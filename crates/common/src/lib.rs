//! Newsframe Common Utilities
//!
//! Shared infrastructure for all Newsframe crates:
//! - Error types and result aliases
//! - Tracing/logging initialization
//! - Configuration loading

pub mod config;
pub mod error;
pub mod logging;

pub use config::*;
pub use error::*;
//! Colors used by text segments and overlay panels.

use serde::{Deserialize, Serialize};

/// An 8-bit RGBA color.
#[derive(Debug, Clone, Copy, PartialEq, Eq, Hash, Serialize, Deserialize)]
pub struct Color {
    pub r: u8,
    pub g: u8,
    pub b: u8,
    pub a: u8,
}

impl Color {
    pub const BLACK: Color = Color::rgb(0, 0, 0);
    pub const WHITE: Color = Color::rgb(255, 255, 255);

    pub const fn rgb(r: u8, g: u8, b: u8) -> Self {
        Self { r, g, b, a: 255 }
    }

    pub const fn rgba(r: u8, g: u8, b: u8, a: u8) -> Self {
        Self { r, g, b, a }
    }

    pub fn to_array(self) -> [u8; 4] {
        [self.r, self.g, self.b, self.a]
    }
}

impl From<[u8; 4]> for Color {
    fn from([r, g, b, a]: [u8; 4]) -> Self {
        Self { r, g, b, a }
    }
}

impl From<Color> for image::Rgba<u8> {
    fn from(color: Color) -> Self {
        image::Rgba(color.to_array())
    }
}

/// The two text colors a headline layout uses.
#[derive(Debug, Clone, Copy, PartialEq, Eq, Serialize, Deserialize)]
pub struct Palette {
    pub text: Color,
    pub highlight: Color,
}

impl Default for Palette {
    fn default() -> Self {
        Self {
            text: Color::BLACK,
            highlight: Color::rgb(0, 64, 145),
        }
    }
}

===

# TASK DETAILS
Retype the data exactly.

# THE COMPLETED TASK
filename crates/common/src/lib.rs
//! Newsframe Common Utilities
//!
//! Shared infrastructure for all Newsframe crates:
//! - Error types and result aliases
//! - Tracing/logging initialization
//! - Configuration loading

pub mod config;
pub mod error;
pub mod logging;

pub use config::*;
pub use error::*;
//! Colors used by text segments and overlay panels.

use serde::{Deserialize, Serialize};

/// An 8-bit RGBA color.
#[derive(Debug, Clone, Copy, PartialEq, Eq, Hash, Serialize, Deserialize)]
pub struct Color {
    pub r: u8,
    pub g: u8,
    pub b: u8,
    pub a: u8,
}

impl Color {
    pub const BLACK: Color = Color::rgb(0, 0, 0);
    pub const WHITE: Color = Color::rgb(255, 255, 255);

    pub const fn rgb(r: u8, g: u8, b: u8) -> Self {
        Self { r, g, b, a: 255 }
    }

    pub const fn rgba(r: u8, g: u8, b: u8, a: u8) -> Self {
        Self { r, g, b, a }
    }

    pub fn to_array(self) -> [u8; 4] {
        [self.r, self.g, self.b, self.a]
    }
}

impl From<[u8; 4]> for Color {
    fn from([r, g, b, a]: [u8; 4]) -> Self {
        Self { r, g, b, a }
    }
}

impl From<Color> for image::Rgba<u8> {
    fn from(color: Color) -> Self {
        image::Rgba(color.to_array())
    }
}

/// The two text colors a headline layout uses.
#[derive(Debug, Clone, Copy, PartialEq, Eq, Serialize, Deserialize)]
pub struct Palette {
    pub text: Color,
    pub highlight: Color,
}

impl Default for Palette {
    fn default() -> Self {
        Self {
            text: Color::BLACK,
            highlight: Color::rgb(0, 64, 145),
        }
    }
}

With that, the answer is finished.